Mariadb json store with unicode \u sequences

jsonmariadbnosql

I am using mariadb and I store json data with unicode encoded strings eg \u0395, in a medium text column name remoteData with collation utf8_general_ci.

My problem is where query this column like that

where remoteData like '%ΕΛΕΥΘΕΡΙΟΣ%'

I get an empty set because the value is stored as \uxxxx sequence like this

"patientFirstName":"\u0395\u039b\u0395\u03a5\u0398\u0395\u03a1\u0399\u039f\u03a3"

I have been suggested to use JSON_EXTRACT function like this

WHERE JSON_EXTRACT(`remoteData`, "$.patientFirstName") 

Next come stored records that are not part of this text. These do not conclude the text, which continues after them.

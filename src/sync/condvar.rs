//! Mesa-style condition variable layered on [`Semaphore`]. Grounded on
//! Pintos' `cond_init`/`cond_wait`/`cond_signal`/`cond_broadcast`
//! (`examples/original_source/threads/synch.c`).
//!
//! Each waiter parks on a private one-shot semaphore rather than directly
//! on the condvar's own waiter list, and the list is re-ranked by current
//! priority at signal time rather than kept sorted at insertion time —
//! donation can raise a waiter's priority after it started waiting, and
//! only a re-rank at wakeup sees that.

use core::ptr::NonNull;

use crate::hal::{Guarded, IntrGuard};
use crate::list::{Adapter, Link, List};

use super::lock::Lock;
use super::semaphore::Semaphore;

#[repr(C)]
struct Waiter {
    sema: Semaphore,
    link: Link,
}

crate::list_adapter!(WaiterAdapter = Waiter: link);

pub struct Condvar {
    waiters: Guarded<List<WaiterAdapter>>,
}

unsafe impl Sync for Condvar {}

impl Condvar {
    pub fn new() -> Self {
        let waiters = Guarded::new();
        waiters.init(List::new());
        Condvar { waiters }
    }

    /// Atomically releases `lock` and blocks on a private semaphore,
    /// reacquiring `lock` before returning. `lock` must be held by the
    /// caller. Like Pintos, does not itself re-check any predicate —
    /// callers must loop: `while !predicate { cv.wait(&mut lock) }`
    /// (spec.md §4.6, Mesa semantics: a woken waiter only gets another
    /// chance to check the condition, not a guarantee it still holds).
    pub fn wait(&self, lock: &Lock) {
        assert!(lock.is_held_by_current_thread());
        let waiter = Waiter { sema: Semaphore::new(0), link: Link::new() };
        let waiter_ptr = NonNull::from(&waiter);

        {
            let guard = IntrGuard::acquire();
            self.waiters.get(&guard).push_back(waiter_ptr);
        }

        lock.release();
        waiter.sema.down();
        lock.acquire();
    }

    /// Wakes exactly one waiter, the one whose parked thread currently
    /// has the highest effective priority (re-ranked now, not at the
    /// time it called `wait`). `lock` must be held by the caller, matching
    /// Pintos' contract even though this implementation doesn't touch the
    /// lock's state directly — it documents that signalling outside the
    /// associated critical section is a caller bug, not something this
    /// type can or should detect on its own.
    pub fn signal(&self, lock: &Lock) {
        assert!(lock.is_held_by_current_thread());
        let guard = IntrGuard::acquire();
        let list = self.waiters.get(&guard);
        let Some(best) = list.max_by_key(|w| w.sema.front_waiter_priority().unwrap_or(0)) else {
            return;
        };
        let link = unsafe { WaiterAdapter::link_of(best) };
        list.remove(link);
        drop(guard);
        unsafe { best.as_ref().sema.up() };
    }

    /// Wakes every current waiter, highest priority first.
    pub fn broadcast(&self, lock: &Lock) {
        while self.has_waiters() {
            self.signal(lock);
        }
    }

    fn has_waiters(&self) -> bool {
        let guard = IntrGuard::acquire();
        !self.waiters.get(&guard).is_empty()
    }
}

impl Default for Condvar {
    fn default() -> Self {
        Self::new()
    }
}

but as far as I know this will ignore any index on the column. The table in two weeks has gone to almast 100000 rows and it is growing fast, so I want to be indexed.

What would be the best approach to handle such data?

Should I change from sql starage to no sql like mongo etc?

Thanks in advance.

Best Answer

\u0395 is just 6 characters to MariaDB. Searching for the 5-character "word" u0395 would succeed.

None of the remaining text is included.